I actually think it’s good that they “show their hand” quite quickly though - easier to quickly block and move on.

Oopsiedaisyy · 14/06/2020 08:54

I was wary of having sexual conversation before meeting, in case they got the wrong (right) idea but with Mr Filth it's been good to establish what we are both into so are on the same page. I have a strong sex drive but looking for that as an element, rather than the sole basis of the relationship. He says he is too

We need to meet though!

TigerDater · 14/06/2020 09:23

There seems to be a lot of class consciousness creeping into the thread here. What happened to treating everyone respectfully? Giving everyone a chance? Recognising them as individuals?
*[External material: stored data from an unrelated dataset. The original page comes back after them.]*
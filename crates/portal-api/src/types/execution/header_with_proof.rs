use alloy_primitives::B256;
use alloy_rlp::{Decodable, Encodable};
use ssz::{Decode, DecodeError, Encode, SszDecoderBuilder, SszEncoder, BYTES_PER_LENGTH_OFFSET};
use ssz_derive::{Decode, Encode};
use ssz_types::{typenum, FixedVector, VariableList};

use crate::types::execution::header::Header;

/// Upper bound on the RLP encoded header carried in a [HeaderWithProof].
pub type ByteList2048 = VariableList<u8, typenum::U2048>;

/// Number of hashes in a [PreMergeAccumulatorProof].
pub const ACCUMULATOR_PROOF_LENGTH: usize = 15;

/// A block header together with the proof that it belongs to the canonical chain.
///
/// SSZ container `{ header: ByteList[2048], proof: BlockHeaderProof }`, where the header is the
/// RLP encoding.
#[derive(Debug, Clone, PartialEq, Eq)]
pub struct HeaderWithProof {
    pub header: Header,
    pub proof: BlockHeaderProof,
}

impl Encode for HeaderWithProof {
    fn is_ssz_fixed_len() -> bool {
        false
    }

    fn ssz_append(&self, buf: &mut Vec<u8>) {
        let header = alloy_rlp::encode(&self.header);
        let mut encoder = SszEncoder::container(buf, 2 * BYTES_PER_LENGTH_OFFSET);
        encoder.append(&header);
        encoder.append(&self.proof);
        encoder.finalize();
    }

    fn ssz_bytes_len(&self) -> usize {
        2 * BYTES_PER_LENGTH_OFFSET + self.header.length() + self.proof.ssz_bytes_len()
    }
}

impl Decode for HeaderWithProof {
    fn is_ssz_fixed_len() -> bool {
        false
    }

    fn from_ssz_bytes(bytes: &[u8]) -> Result<Self, DecodeError> {
        let mut builder = SszDecoderBuilder::new(bytes);
        builder.register_type::<ByteList2048>()?;
        builder.register_type::<BlockHeaderProof>()?;
        let mut decoder = builder.build()?;

        let header_rlp: ByteList2048 = decoder.decode_next()?;
        let proof = decoder.decode_next()?;
        let header = Header::decode(&mut &header_rlp[..]).map_err(|err| {
            DecodeError::BytesInvalid(format!("Unable to decode bytes into header: {err}"))
        })?;
        Ok(Self { header, proof })
    }
}

/// Tagged union of the ways a header can be anchored to the canonical chain.
///
/// Selector 0 carries no proof, 1 a proof against the pre-merge accumulator and 2 a proof
/// against the beacon chain historical roots. Any other selector fails to decode.
#[derive(Debug, Clone, PartialEq, Eq, Decode, Encode)]
#[ssz(enum_behaviour = "union")]
#[allow(clippy::large_enum_variant)]
pub enum BlockHeaderProof {
    None(SszNone),
    PreMergeAccumulatorProof(PreMergeAccumulatorProof),
    HistoricalRootsBlockProof(HistoricalRootsBlockProof),
}

/// Merkle branch from a header's hash up to its epoch root.
///
/// Entry 0 is the header record's total difficulty, entries 1..=13 the siblings inside the epoch
/// tree and entry 14 the list length mixed into the root.
#[derive(Debug, Clone, Copy, PartialEq, Eq)]
pub struct PreMergeAccumulatorProof {
    pub proof: [B256; ACCUMULATOR_PROOF_LENGTH],
}

impl From<[B256; ACCUMULATOR_PROOF_LENGTH]> for PreMergeAccumulatorProof {
    fn from(proof: [B256; ACCUMULATOR_PROOF_LENGTH]) -> Self {
        Self { proof }
    }
}

impl Encode for PreMergeAccumulatorProof {
    fn is_ssz_fixed_len() -> bool {
        true
    }

    fn ssz_fixed_len() -> usize {
        ACCUMULATOR_PROOF_LENGTH * 32
    }

    fn ssz_append(&self, buf: &mut Vec<u8>) {
        for hash in &self.proof {
            buf.extend_from_slice(hash.as_slice());
        }
    }

    fn ssz_bytes_len(&self) -> usize {
        <Self as Encode>::ssz_fixed_len()
    }
}

impl Decode for PreMergeAccumulatorProof {
    fn is_ssz_fixed_len() -> bool {
        true
    }

    fn ssz_fixed_len() -> usize {
        ACCUMULATOR_PROOF_LENGTH * 32
    }

    fn from_ssz_bytes(bytes: &[u8]) -> Result<Self, DecodeError> {
        let expected = <Self as Decode>::ssz_fixed_len();
        if bytes.len() != expected {
            return Err(DecodeError::InvalidByteLength {
                len: bytes.len(),
                expected,
            });
        }
        let mut proof = [B256::ZERO; ACCUMULATOR_PROOF_LENGTH];
        for (hash, chunk) in proof.iter_mut().zip(bytes.chunks_exact(32)) {
            *hash = B256::from_slice(chunk);
        }
        Ok(Self { proof })
    }
}

/// Proof that an execution header root is part of a `BeaconBlock`.
pub type BeaconBlockProof = FixedVector<B256, typenum::U11>;
/// Proof that a `BeaconBlockHeader` root is part of `historical_roots`.
pub type HistoricalRootsProof = FixedVector<B256, typenum::U14>;

/// Chain of proofs anchoring a post-merge header to the beacon chain `historical_roots`.
///
/// Decoded so that the wire format is complete, never verified by this node.
#[derive(Debug, Clone, PartialEq, Eq, Encode, Decode)]
pub struct HistoricalRootsBlockProof {
    pub beacon_block_proof: BeaconBlockProof,
    pub beacon_block_root: B256,
    pub historical_roots_proof: HistoricalRootsProof,
    pub slot: u64,
}

/// Empty union payload.
#[derive(Clone, Copy, Debug, Default, PartialEq, Eq)]
pub struct SszNone;

impl Decode for SszNone {
    fn is_ssz_fixed_len() -> bool {
        true
    }

    fn ssz_fixed_len() -> usize {
        0
    }

    fn from_ssz_bytes(bytes: &[u8]) -> Result<Self, DecodeError> {
        if bytes.is_empty() {
            Ok(Self)
        } else {
            Err(DecodeError::BytesInvalid(
                "Expected None value to be empty, found bytes.".to_string(),
            ))
        }
    }
}

impl Encode for SszNone {
    fn is_ssz_fixed_len() -> bool {
        true
    }

    fn ssz_fixed_len() -> usize {
        0
    }

    fn ssz_append(&self, _buf: &mut Vec<u8>) {}

    fn ssz_bytes_len(&self) -> usize {
        0
    }
}

#[cfg(test)]
#[allow(clippy::unwrap_used)]
mod tests {
    use super::*;
    use crate::{types::execution::header::test::HEADER_1_RLP, utils::bytes::hex_decode};

    fn mainnet_header_1() -> Header {
        let rlp = hex_decode(HEADER_1_RLP).unwrap();
        Header::decode(&mut rlp.as_slice()).unwrap()
    }

    fn sample_proof() -> PreMergeAccumulatorProof {
        let mut proof = [B256::ZERO; ACCUMULATOR_PROOF_LENGTH];
        for (i, hash) in proof.iter_mut().enumerate() {
            *hash = B256::repeat_byte(i as u8 + 1);
        }
        proof.into()
    }

    #[test]
    fn accumulator_proof_round_trip() {
        let header_with_proof = HeaderWithProof {
            header: mainnet_header_1(),
            proof: BlockHeaderProof::PreMergeAccumulatorProof(sample_proof()),
        };
        let encoded = header_with_proof.as_ssz_bytes();
        assert_eq!(encoded.len(), header_with_proof.ssz_bytes_len());

        // the union selector follows the header bytes
        let header_len = alloy_rlp::encode(&header_with_proof.header).len();
        assert_eq!(encoded[2 * BYTES_PER_LENGTH_OFFSET + header_len], 1);
        assert_eq!(encoded.len(), 8 + header_len + 1 + 15 * 32);

        let decoded = HeaderWithProof::from_ssz_bytes(&encoded).unwrap();
        assert_eq!(decoded, header_with_proof);
    }

    #[test]
    fn none_proof_round_trip() {
        let header_with_proof = HeaderWithProof {
            header: mainnet_header_1(),
            proof: BlockHeaderProof::None(SszNone),
        };
        let encoded = header_with_proof.as_ssz_bytes();
        assert_eq!(*encoded.last().unwrap(), 0);
        assert_eq!(
            HeaderWithProof::from_ssz_bytes(&encoded).unwrap(),
            header_with_proof
        );
    }

    #[test]
    fn unknown_selector_is_rejected() {
        let header_with_proof = HeaderWithProof {
            header: mainnet_header_1(),
            proof: BlockHeaderProof::None(SszNone),
        };
        let mut encoded = header_with_proof.as_ssz_bytes();
        let selector = encoded.len() - 1;
        encoded[selector] = 3;
        assert!(HeaderWithProof::from_ssz_bytes(&encoded).is_err());
    }

    #[test]
    fn truncated_accumulator_proof_is_rejected() {
        let mut encoded = BlockHeaderProof::PreMergeAccumulatorProof(sample_proof()).as_ssz_bytes();
        encoded.pop();
        assert!(BlockHeaderProof::from_ssz_bytes(&encoded).is_err());
    }

    #[test]
    fn invalid_header_rlp_is_rejected() {
        let header_with_proof = HeaderWithProof {
            header: mainnet_header_1(),
            proof: BlockHeaderProof::None(SszNone),
        };
        let mut encoded = header_with_proof.as_ssz_bytes();
        // first byte of the header rlp, right after both offsets
        encoded[2 * BYTES_PER_LENGTH_OFFSET] = 0x80;
        assert!(HeaderWithProof::from_ssz_bytes(&encoded).is_err());
    }
}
Not that I’m saying we should respect anyone who sends a total stranger a porn clip. @Dancerinthemoonlight I hope you reported him to the app.

I’m pretty loved up with Mr GN now, so as I’m no longer dating as such I’ll just be lurking from now on. I wish everyone here all the luck and love in the world.

Slothmomma · 14/06/2020 09:53

Thank you all for the advice re letting down an iron nicely. I have no problem if its after a meet 🤷‍♀️ Didnt hear much more than a first thing check in yesterday so if he makes contact today I'll go with saying I'm going to have to back out as have decided to be exclusive with somebody I've had a few dates with but lovely to have been chatting, wish best etc

In other news have a first meet walk in park this afternoon with an iron. Really hoping weather holds out 🤦‍♀️ my lockdown hair is bad enough dry let alone rained on 😂

unambiguousbeard · 14/06/2020 10:02

Think that's me @TigerDater

I can't explain on the thread without totally outing last nights date!

I have no interest in class I straddle working/middle, I can do either. (And have too thank you very much 😊) I live in ex social housing in the middle of a middle class bubble in the middle of an extremely diverse bit of London.

It's people who wear their class like a badge with pride I can't be doing with, who declare it as part of their identity. It doesn't matter to me where you came from, what your parents did beyond being an interesting part of everyone's story.

I can't stand people shouting "I'm so working class, we were 10 to a bed" ( as indeed my mother was) or "I'm so posh I went to oxbridge" (as exH did) or the people I match with who comment on the part of London I live in as being rough, which they often do!

Hopefully I've explained it better? We all are who we all are and I hate class being used as identity.